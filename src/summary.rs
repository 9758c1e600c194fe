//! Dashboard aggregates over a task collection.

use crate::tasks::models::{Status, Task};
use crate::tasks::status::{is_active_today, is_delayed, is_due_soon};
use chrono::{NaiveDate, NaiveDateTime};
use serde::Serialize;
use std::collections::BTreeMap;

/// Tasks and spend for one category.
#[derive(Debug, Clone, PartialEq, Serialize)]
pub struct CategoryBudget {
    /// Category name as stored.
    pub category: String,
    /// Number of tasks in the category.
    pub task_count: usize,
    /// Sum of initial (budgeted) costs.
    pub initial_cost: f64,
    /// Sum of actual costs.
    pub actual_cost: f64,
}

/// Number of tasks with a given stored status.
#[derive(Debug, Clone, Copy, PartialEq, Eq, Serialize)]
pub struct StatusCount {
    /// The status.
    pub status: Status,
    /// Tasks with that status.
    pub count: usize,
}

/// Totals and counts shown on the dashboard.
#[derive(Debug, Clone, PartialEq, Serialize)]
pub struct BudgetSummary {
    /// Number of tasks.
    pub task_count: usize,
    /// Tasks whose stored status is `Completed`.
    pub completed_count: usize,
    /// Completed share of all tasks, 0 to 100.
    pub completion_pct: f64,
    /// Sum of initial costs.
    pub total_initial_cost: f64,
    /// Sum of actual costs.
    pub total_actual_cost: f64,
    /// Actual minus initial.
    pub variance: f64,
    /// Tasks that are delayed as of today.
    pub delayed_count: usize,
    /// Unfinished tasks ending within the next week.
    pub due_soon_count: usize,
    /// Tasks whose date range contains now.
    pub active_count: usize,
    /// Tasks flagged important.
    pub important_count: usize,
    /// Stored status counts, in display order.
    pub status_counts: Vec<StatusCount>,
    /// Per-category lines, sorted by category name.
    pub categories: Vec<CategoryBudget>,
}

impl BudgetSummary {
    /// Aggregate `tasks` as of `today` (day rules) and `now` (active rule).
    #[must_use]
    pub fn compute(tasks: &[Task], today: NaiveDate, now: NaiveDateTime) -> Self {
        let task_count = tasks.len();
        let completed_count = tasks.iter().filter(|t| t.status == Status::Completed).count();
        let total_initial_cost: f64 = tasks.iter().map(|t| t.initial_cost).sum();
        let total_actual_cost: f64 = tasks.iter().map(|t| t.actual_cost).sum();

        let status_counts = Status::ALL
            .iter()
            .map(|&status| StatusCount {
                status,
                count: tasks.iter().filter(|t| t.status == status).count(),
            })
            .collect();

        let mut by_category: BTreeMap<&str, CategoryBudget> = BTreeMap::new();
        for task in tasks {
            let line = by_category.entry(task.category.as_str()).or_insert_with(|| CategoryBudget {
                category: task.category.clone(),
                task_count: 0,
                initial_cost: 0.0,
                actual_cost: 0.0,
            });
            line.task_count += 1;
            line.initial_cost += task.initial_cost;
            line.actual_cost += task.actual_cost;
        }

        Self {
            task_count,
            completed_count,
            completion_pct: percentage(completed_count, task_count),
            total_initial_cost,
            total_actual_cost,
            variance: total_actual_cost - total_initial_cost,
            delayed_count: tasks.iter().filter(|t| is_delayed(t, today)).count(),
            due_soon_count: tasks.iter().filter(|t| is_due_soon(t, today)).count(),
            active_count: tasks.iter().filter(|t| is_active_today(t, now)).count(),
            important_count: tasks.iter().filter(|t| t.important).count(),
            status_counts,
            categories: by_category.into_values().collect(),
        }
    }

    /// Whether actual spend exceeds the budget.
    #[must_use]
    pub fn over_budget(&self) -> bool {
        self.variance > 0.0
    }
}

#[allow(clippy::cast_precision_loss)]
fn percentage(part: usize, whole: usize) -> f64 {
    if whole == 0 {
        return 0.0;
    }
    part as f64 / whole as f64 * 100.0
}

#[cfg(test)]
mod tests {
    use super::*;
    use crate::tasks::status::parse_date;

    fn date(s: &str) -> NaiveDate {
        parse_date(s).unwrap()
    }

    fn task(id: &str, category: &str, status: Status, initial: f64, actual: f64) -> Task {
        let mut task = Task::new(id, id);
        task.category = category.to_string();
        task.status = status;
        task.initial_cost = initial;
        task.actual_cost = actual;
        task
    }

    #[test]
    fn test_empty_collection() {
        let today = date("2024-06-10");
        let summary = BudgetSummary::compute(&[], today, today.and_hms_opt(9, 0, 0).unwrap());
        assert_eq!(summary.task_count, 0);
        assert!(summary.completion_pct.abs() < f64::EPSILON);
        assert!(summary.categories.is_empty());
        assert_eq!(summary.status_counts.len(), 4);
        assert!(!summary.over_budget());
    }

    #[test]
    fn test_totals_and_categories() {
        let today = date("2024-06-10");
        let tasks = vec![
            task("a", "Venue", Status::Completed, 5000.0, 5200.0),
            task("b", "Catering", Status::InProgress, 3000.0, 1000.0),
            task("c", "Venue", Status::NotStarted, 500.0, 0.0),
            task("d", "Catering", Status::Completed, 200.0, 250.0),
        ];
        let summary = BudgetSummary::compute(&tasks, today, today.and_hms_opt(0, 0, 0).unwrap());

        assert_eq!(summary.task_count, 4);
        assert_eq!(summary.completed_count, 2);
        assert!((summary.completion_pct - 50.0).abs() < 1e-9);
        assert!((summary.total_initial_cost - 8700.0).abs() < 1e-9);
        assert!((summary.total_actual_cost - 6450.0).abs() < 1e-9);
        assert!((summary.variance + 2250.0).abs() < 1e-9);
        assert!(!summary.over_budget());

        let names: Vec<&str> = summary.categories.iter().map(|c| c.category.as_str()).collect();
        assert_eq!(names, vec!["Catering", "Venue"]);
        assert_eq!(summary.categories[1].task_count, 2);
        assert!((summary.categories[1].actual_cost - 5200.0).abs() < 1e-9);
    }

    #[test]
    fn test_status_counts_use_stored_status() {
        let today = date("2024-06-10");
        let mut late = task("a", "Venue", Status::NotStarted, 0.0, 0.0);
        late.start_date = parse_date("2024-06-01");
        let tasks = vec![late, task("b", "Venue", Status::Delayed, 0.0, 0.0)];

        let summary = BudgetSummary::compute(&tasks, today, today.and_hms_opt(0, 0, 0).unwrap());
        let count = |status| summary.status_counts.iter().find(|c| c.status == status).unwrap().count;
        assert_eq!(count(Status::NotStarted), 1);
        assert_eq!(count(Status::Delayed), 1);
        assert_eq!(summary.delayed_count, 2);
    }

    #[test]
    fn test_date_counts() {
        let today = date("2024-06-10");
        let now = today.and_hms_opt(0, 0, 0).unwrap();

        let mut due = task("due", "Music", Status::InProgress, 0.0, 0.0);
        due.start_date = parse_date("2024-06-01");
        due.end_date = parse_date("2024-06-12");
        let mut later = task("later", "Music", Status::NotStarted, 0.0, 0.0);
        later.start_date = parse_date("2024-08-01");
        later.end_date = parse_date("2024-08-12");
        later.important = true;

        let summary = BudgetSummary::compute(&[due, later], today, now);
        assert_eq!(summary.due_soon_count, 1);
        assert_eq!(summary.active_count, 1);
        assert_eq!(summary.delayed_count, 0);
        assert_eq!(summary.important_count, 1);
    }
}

§

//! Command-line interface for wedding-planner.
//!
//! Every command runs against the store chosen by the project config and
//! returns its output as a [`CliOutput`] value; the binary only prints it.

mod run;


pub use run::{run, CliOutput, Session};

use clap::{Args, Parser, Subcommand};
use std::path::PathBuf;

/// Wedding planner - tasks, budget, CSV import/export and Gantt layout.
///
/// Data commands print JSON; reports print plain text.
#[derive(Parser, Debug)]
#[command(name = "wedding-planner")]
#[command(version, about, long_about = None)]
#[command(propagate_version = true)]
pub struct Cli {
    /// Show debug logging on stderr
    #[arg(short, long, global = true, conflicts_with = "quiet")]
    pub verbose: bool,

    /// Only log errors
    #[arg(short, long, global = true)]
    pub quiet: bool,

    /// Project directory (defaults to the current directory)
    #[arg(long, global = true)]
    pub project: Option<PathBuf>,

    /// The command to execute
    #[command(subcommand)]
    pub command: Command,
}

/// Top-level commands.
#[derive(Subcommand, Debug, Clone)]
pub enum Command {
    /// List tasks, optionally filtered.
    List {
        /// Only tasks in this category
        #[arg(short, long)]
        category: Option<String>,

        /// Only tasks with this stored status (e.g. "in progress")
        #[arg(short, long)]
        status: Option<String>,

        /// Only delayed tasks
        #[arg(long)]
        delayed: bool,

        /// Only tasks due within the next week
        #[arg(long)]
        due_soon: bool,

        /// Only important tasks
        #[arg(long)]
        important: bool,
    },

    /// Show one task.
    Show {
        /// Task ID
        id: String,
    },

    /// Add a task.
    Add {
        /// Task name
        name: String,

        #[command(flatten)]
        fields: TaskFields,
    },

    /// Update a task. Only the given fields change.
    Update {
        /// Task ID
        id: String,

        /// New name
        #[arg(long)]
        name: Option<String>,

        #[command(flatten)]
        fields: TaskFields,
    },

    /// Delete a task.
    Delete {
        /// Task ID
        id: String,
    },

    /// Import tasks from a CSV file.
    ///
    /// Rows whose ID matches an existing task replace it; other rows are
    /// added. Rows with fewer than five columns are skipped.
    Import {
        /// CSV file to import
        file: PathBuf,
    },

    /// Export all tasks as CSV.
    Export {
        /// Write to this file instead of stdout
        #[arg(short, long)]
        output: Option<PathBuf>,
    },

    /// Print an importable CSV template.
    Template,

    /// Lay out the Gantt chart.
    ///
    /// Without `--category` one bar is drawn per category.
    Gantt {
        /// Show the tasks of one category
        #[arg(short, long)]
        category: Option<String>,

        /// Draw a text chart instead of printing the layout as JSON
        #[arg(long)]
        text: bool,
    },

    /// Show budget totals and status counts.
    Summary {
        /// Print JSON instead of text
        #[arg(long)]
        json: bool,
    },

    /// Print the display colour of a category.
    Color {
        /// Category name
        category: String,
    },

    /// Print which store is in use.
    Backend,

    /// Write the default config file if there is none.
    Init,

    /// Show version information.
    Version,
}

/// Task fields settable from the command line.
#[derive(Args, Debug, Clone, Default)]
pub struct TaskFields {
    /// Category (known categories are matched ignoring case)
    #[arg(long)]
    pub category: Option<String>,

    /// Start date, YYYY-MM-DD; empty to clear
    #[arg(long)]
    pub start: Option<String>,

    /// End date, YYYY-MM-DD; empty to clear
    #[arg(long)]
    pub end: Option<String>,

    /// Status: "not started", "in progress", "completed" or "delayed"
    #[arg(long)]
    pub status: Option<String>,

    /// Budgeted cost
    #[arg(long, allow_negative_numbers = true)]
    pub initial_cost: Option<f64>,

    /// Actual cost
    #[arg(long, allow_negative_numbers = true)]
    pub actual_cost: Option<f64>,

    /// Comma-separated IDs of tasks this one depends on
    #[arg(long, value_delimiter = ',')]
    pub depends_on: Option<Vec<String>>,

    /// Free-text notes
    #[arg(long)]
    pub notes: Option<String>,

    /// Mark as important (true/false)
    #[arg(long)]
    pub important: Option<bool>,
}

§

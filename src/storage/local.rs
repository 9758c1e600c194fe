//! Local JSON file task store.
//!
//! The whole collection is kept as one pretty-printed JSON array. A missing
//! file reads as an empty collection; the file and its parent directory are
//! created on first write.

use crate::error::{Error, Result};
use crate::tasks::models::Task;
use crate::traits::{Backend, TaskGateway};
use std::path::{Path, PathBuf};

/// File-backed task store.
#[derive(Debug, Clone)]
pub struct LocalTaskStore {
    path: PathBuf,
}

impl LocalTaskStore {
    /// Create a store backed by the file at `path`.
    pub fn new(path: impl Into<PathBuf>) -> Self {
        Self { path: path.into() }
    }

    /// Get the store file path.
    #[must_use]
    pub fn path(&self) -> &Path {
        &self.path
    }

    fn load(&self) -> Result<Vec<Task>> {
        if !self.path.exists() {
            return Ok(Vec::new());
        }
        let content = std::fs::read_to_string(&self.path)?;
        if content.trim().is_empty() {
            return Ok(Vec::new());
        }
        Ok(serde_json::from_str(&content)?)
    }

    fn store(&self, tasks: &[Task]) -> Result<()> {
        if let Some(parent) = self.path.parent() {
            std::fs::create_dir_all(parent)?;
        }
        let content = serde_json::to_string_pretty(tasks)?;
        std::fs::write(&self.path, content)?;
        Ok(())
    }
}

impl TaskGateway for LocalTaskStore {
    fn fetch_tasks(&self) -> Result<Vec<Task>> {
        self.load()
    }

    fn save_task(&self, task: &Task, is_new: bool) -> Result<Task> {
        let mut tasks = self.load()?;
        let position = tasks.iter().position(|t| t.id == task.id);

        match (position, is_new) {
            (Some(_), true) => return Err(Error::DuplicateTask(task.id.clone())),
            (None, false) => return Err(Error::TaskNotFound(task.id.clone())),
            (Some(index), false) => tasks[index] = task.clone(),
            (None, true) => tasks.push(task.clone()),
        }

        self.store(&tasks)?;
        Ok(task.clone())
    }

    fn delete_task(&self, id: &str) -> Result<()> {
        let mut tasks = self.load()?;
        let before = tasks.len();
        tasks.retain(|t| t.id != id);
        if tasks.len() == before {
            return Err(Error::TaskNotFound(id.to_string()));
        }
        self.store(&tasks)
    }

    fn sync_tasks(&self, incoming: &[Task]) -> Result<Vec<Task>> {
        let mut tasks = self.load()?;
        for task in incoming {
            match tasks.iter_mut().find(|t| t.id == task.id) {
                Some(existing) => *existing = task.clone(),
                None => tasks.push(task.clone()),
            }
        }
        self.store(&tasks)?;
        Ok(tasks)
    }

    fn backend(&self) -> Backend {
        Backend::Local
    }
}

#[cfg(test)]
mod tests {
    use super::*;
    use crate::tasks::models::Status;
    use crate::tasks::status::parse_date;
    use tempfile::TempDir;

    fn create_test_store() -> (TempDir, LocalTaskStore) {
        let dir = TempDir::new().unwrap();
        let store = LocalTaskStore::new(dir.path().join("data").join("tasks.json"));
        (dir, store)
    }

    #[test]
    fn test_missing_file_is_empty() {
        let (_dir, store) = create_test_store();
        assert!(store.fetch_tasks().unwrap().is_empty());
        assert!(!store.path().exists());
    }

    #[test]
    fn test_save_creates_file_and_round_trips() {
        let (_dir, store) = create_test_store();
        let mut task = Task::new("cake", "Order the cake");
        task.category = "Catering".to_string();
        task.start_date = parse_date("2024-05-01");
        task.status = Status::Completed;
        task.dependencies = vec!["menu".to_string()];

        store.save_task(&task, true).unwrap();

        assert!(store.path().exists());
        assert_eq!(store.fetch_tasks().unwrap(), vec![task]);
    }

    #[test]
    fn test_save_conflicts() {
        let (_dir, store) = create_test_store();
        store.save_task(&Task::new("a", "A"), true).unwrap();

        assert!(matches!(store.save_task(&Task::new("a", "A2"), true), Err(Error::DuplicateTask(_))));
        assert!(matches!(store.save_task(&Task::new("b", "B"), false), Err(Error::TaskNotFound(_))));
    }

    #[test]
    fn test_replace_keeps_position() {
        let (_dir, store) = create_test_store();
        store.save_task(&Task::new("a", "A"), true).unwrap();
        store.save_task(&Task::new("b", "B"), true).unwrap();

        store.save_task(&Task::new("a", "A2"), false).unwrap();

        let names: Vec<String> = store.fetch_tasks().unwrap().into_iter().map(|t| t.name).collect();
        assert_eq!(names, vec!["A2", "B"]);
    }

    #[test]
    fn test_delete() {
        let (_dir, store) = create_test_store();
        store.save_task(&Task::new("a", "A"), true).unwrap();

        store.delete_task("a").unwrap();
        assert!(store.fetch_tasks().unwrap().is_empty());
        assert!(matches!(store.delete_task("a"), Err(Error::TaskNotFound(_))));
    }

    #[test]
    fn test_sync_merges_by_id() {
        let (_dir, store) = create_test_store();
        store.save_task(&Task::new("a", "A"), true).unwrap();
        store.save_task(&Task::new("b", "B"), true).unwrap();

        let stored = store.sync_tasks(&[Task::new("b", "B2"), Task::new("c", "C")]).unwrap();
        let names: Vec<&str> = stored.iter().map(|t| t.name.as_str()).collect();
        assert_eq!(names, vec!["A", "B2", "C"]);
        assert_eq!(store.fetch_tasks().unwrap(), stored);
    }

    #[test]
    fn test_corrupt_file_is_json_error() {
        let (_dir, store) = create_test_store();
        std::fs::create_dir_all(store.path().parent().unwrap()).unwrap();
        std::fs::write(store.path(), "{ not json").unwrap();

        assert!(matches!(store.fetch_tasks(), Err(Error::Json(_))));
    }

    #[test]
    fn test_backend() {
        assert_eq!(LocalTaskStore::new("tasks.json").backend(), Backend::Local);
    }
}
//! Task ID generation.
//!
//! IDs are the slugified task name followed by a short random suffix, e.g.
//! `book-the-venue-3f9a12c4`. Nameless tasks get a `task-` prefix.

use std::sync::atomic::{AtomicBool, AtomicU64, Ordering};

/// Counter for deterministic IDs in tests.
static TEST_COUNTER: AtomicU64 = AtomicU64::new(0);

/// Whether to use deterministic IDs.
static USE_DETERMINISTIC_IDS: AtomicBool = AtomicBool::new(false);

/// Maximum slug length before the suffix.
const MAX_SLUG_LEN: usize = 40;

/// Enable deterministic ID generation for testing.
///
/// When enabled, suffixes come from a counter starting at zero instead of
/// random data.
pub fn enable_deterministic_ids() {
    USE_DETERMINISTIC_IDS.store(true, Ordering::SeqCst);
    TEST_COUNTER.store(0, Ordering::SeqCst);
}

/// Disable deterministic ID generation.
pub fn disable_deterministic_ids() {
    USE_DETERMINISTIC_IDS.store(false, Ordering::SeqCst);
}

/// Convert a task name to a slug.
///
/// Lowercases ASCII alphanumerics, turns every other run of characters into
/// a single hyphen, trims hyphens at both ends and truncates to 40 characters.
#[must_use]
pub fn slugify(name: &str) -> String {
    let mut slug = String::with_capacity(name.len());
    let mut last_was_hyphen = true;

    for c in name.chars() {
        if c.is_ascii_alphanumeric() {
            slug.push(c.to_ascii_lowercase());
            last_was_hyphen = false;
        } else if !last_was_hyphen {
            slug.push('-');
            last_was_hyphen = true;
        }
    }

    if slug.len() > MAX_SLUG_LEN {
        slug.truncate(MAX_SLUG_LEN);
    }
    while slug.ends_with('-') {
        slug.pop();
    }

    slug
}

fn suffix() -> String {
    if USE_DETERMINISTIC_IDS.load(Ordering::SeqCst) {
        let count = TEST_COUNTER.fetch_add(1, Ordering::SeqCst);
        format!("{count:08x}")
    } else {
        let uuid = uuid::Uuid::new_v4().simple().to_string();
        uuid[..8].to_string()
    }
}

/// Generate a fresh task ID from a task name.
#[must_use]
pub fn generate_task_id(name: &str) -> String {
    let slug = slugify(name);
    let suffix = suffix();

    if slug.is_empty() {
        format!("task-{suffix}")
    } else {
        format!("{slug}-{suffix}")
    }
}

§

Using the data above, transcribe the lines that run from the line with "filename src/storage/local.rs" to the line with "on first write.", both ends kept, and output nothing else.

filename src/storage/local.rs
repository 9758c1e600c194fe
//! Local JSON file task store.
//!
//! The whole collection is kept as one pretty-printed JSON array. A missing
//! file reads as an empty collection; the file and its parent directory are
//! created on first write.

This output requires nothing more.